Since that article was back in 2012, and everything has totally changed, just realized it may be more confusing since it tells how to edit in Map Maker, which is now gone, etc. etc

So just edit the maps listing. You want to minimize by making the listing compete less with the practice. To do that you can change the category to something valid but now "Dentist" or "Cosmetic Dentist" if that's what the practice wants to rank for.
Also edit the link to NOT go to home page, which is usually strongest, but link to an internal page that makes sense - like Meet the Team or the Dr's bio.

Does that make sense?
 
Perfect - thank you for your clarification! One more question...
You are suggesting changing the category and web link, which makes sense. This can be done without claiming the page? I know you advocated NOT claiming.
We appreciate your insight!
 
Yes you edit right on the maps listing, as a user, not the owner. Just like you would if your local restaurant was listed at wrong address.
 
How would you recommend handling GMB listings for practitioners who have left the practice (either retired our work elsewhere)?

- Change their listing to closed or moved (as a user)?
- Ask them to take ownership of the listing and move it themselves?

Thanks!
 
Hi Linda,
Great to know - thank you! Is it advantageous to have more than one person suggest the user edits? I started doing them today.
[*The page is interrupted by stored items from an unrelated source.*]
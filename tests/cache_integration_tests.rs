//! Integration Tests for Cache Composition
//!
//! Exercises the public API end to end: embedded eviction, tiered backfill,
//! generation namespacing, write-back backpressure and factory assembly.

use std::collections::HashMap;
use std::sync::atomic::{AtomicUsize, Ordering};
use std::sync::Arc;
use std::time::Duration;

use async_trait::async_trait;
use parking_lot::Mutex;
use tiercache::cache::{BackgroundCache, EmbeddedCache, GenerationCache, TieredCache};
use tiercache::config::{BackgroundConfig, EmbeddedConfig};
use tiercache::{
    new_cache, Cache, CacheType, Config, Fetched, RequestContext, RequestStats, Result,
};
use tokio::sync::Semaphore;

// == Helper Functions ==

fn embedded_config(max_items: usize) -> EmbeddedConfig {
    EmbeddedConfig {
        enabled: true,
        max_size_items: max_items,
        ..EmbeddedConfig::default()
    }
}

fn keys(names: &[&str]) -> Vec<String> {
    names.iter().map(|k| k.to_string()).collect()
}

/// Unbounded map-backed tier that counts fetches.
#[derive(Default)]
struct MemoryCache {
    data: Mutex<HashMap<String, Vec<u8>>>,
    fetch_calls: AtomicUsize,
}

impl MemoryCache {
    fn insert(&self, key: &str, value: &str) {
        self.data.lock().insert(key.to_string(), value.as_bytes().to_vec());
    }

    fn get(&self, key: &str) -> Option<Vec<u8>> {
        self.data.lock().get(key).cloned()
    }

    fn len(&self) -> usize {
        self.data.lock().len()
    }

    fn fetch_calls(&self) -> usize {
        self.fetch_calls.load(Ordering::SeqCst)
    }
}

#[async_trait]
impl Cache for MemoryCache {
    async fn store(
        &self,
        _ctx: &RequestContext,
        keys: Vec<String>,
        values: Vec<Vec<u8>>,
    ) -> Result<()> {
        self.data.lock().extend(keys.into_iter().zip(values));
        Ok(())
    }

    async fn fetch(&self, _ctx: &RequestContext, keys: Vec<String>) -> Result<Fetched> {
        self.fetch_calls.fetch_add(1, Ordering::SeqCst);
        let data = self.data.lock();
        let mut fetched = Fetched::default();
        for key in keys {
            match data.get(&key) {
                Some(value) => {
                    fetched.values.push(value.clone());
                    fetched.found.push(key);
                }
                None => fetched.missing.push(key),
            }
        }
        Ok(fetched)
    }

    async fn stop(&self) {}

    fn cache_type(&self) -> CacheType {
        CacheType::Chunk
    }
}

/// Cache whose stores wait for a permit, to hold write-back workers busy.
struct SlowCache {
    permits: Semaphore,
    inner: MemoryCache,
}

impl SlowCache {
    fn new() -> Self {
        Self {
            permits: Semaphore::new(0),
            inner: MemoryCache::default(),
        }
    }
}

#[async_trait]
impl Cache for SlowCache {
    async fn store(
        &self,
        ctx: &RequestContext,
        keys: Vec<String>,
        values: Vec<Vec<u8>>,
    ) -> Result<()> {
        let permit = self.permits.acquire().await.expect("semaphore closed");
        permit.forget();
        self.inner.store(ctx, keys, values).await
    }

    async fn fetch(&self, ctx: &RequestContext, keys: Vec<String>) -> Result<Fetched> {
        self.inner.fetch(ctx, keys).await
    }

    async fn stop(&self) {
        self.permits.close();
    }

    fn cache_type(&self) -> CacheType {
        CacheType::Chunk
    }
}

async fn wait_for(mut condition: impl FnMut() -> bool) {
    for _ in 0..200 {
        if condition() {
            return;
        }
        tokio::time::sleep(Duration::from_millis(10)).await;
    }
    panic!("condition not reached in time");
}

// == Embedded Cache ==

#[tokio::test]
async fn test_embedded_evicts_oldest_write() {
    let cache: EmbeddedCache<String, Vec<u8>> =
        EmbeddedCache::new("scenario", CacheType::Chunk, &embedded_config(2), None).unwrap();
    let ctx = RequestContext::new();

    cache
        .store(&ctx, keys(&["a", "b"]), vec![b"v1".to_vec(), b"v2".to_vec()])
        .await
        .unwrap();
    cache.store(&ctx, keys(&["c"]), vec![b"v3".to_vec()]).await.unwrap();

    assert_eq!(cache.get(&"a".to_string()), None);
    assert_eq!(cache.get(&"b".to_string()), Some(b"v2".to_vec()));
    assert_eq!(cache.get(&"c".to_string()), Some(b"v3".to_vec()));
}

// == Tiered Cache ==

#[tokio::test]
async fn test_tiered_backfills_faster_tier() {
    let l1 = Arc::new(
        EmbeddedCache::<String, Vec<u8>>::new("l1", CacheType::Chunk, &embedded_config(10), None)
            .unwrap(),
    );
    let l2 = Arc::new(MemoryCache::default());
    l2.insert("k", "remote");

    let tiers: Vec<Arc<dyn Cache>> = vec![l1.clone(), l2.clone()];
    let tiered = TieredCache::new(CacheType::Chunk, tiers);
    let fetched = tiered
        .fetch(&RequestContext::new(), keys(&["k", "absent"]))
        .await
        .unwrap();

    assert_eq!(fetched.found, vec!["k"]);
    assert_eq!(fetched.values, vec![b"remote".to_vec()]);
    assert_eq!(fetched.missing, vec!["absent"]);
    assert_eq!(l1.get(&"k".to_string()), Some(b"remote".to_vec()));

    // Second fetch is served by the first tier
    tiered.fetch(&RequestContext::new(), keys(&["k"])).await.unwrap();
    assert_eq!(l2.fetch_calls(), 1);
}

// == Generation Namespacing ==

#[tokio::test]
async fn test_generation_change_hides_previous_entries() {
    let backing = Arc::new(MemoryCache::default());
    let cache = GenerationCache::new(backing.clone());
    let gen1 = RequestContext::new().with_generation("1");
    let gen2 = RequestContext::new().with_generation("2");

    cache
        .store(&gen1, keys(&["x"]), vec![b"old".to_vec()])
        .await
        .unwrap();

    let same = cache.fetch(&gen1, keys(&["x"])).await.unwrap();
    assert_eq!(same.found, vec!["x"]);

    let changed = cache.fetch(&gen2, keys(&["x"])).await.unwrap();
    assert_eq!(changed.missing, vec!["x"]);
    assert!(backing.get("1:x").is_some());
}

// == Background Write-Back ==

#[tokio::test]
async fn test_background_drops_over_budget_and_delivers_rest() {
    let slow = Arc::new(SlowCache::new());
    let config = BackgroundConfig {
        workers: 1,
        queue_capacity: 100,
        max_queued_bytes: 20,
    };
    let cache = BackgroundCache::new("wb", &config, slow.clone());
    let ctx = RequestContext::new();

    // Each batch is 1 key byte + 9 value bytes: two fit in the budget
    for key in ["a", "b", "c", "d"] {
        cache
            .store(&ctx, keys(&[key]), vec![vec![0u8; 9]])
            .await
            .unwrap();
    }
    assert_eq!(cache.dropped_batches(), 2);

    slow.permits.add_permits(2);
    wait_for(|| slow.inner.len() == 2).await;
    assert!(slow.inner.get("a").is_some() && slow.inner.get("b").is_some());
    wait_for(|| cache.queued_bytes() == 0).await;

    cache.stop().await;
}

// == Factory ==

#[tokio::test]
async fn test_factory_collects_request_stats() {
    let config = Config {
        embedded: embedded_config(16),
        ..Config::default()
    };
    let cache = new_cache("stats", CacheType::Result, &config).await.unwrap();
    let stats = Arc::new(RequestStats::new());
    let ctx = RequestContext::new().with_stats(stats.clone());

    cache
        .store(&ctx, keys(&["q1"]), vec![b"rows".to_vec()])
        .await
        .unwrap();
    cache.fetch(&ctx, keys(&["q1", "q2"])).await.unwrap();

    let result = stats.get(CacheType::Result);
    assert_eq!(result.requests, 1);
    assert_eq!(result.entries_stored, 1);
    assert_eq!(result.entries_requested, 2);
    assert_eq!(result.entries_found, 1);
    assert_eq!(result.bytes_received, 4);

    cache.stop().await;
}

#[tokio::test]
async fn test_factory_without_backends_is_noop() {
    let cache = new_cache("env", CacheType::Chunk, &Config::default())
        .await
        .unwrap();
    assert!(tiercache::is_empty_tiered(cache.as_ref()));

    cache
        .store(&RequestContext::new(), keys(&["a"]), vec![b"1".to_vec()])
        .await
        .unwrap();
    let fetched = cache
        .fetch(&RequestContext::new(), keys(&["a"]))
        .await
        .unwrap();
    assert_eq!(fetched.missing, vec!["a"]);
}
Is Google more likely to accept changes when they come from more than one person? I appreciate your help!
 
Thank you Miriam! That's a great resource and answers many questions I had!

As for Joy Hawkins' case study, pure gold! Thanks for pointing it out!
 
Hi Linda,
I just wanted to check back in with regards to this original post. With Google, we know stances can change over time.
  1. Google will still not delete GMB listings for individual doctors, correct?
  2. What is the best way to minimize the individual doctor listings? We want the practice to outrank the practitioners?
  3. What value does claiming and optimizing all doctor pages have if we are most interested in the practice page ranking?
Any recent resources or insight you have would be much appreciated. Thanks so much!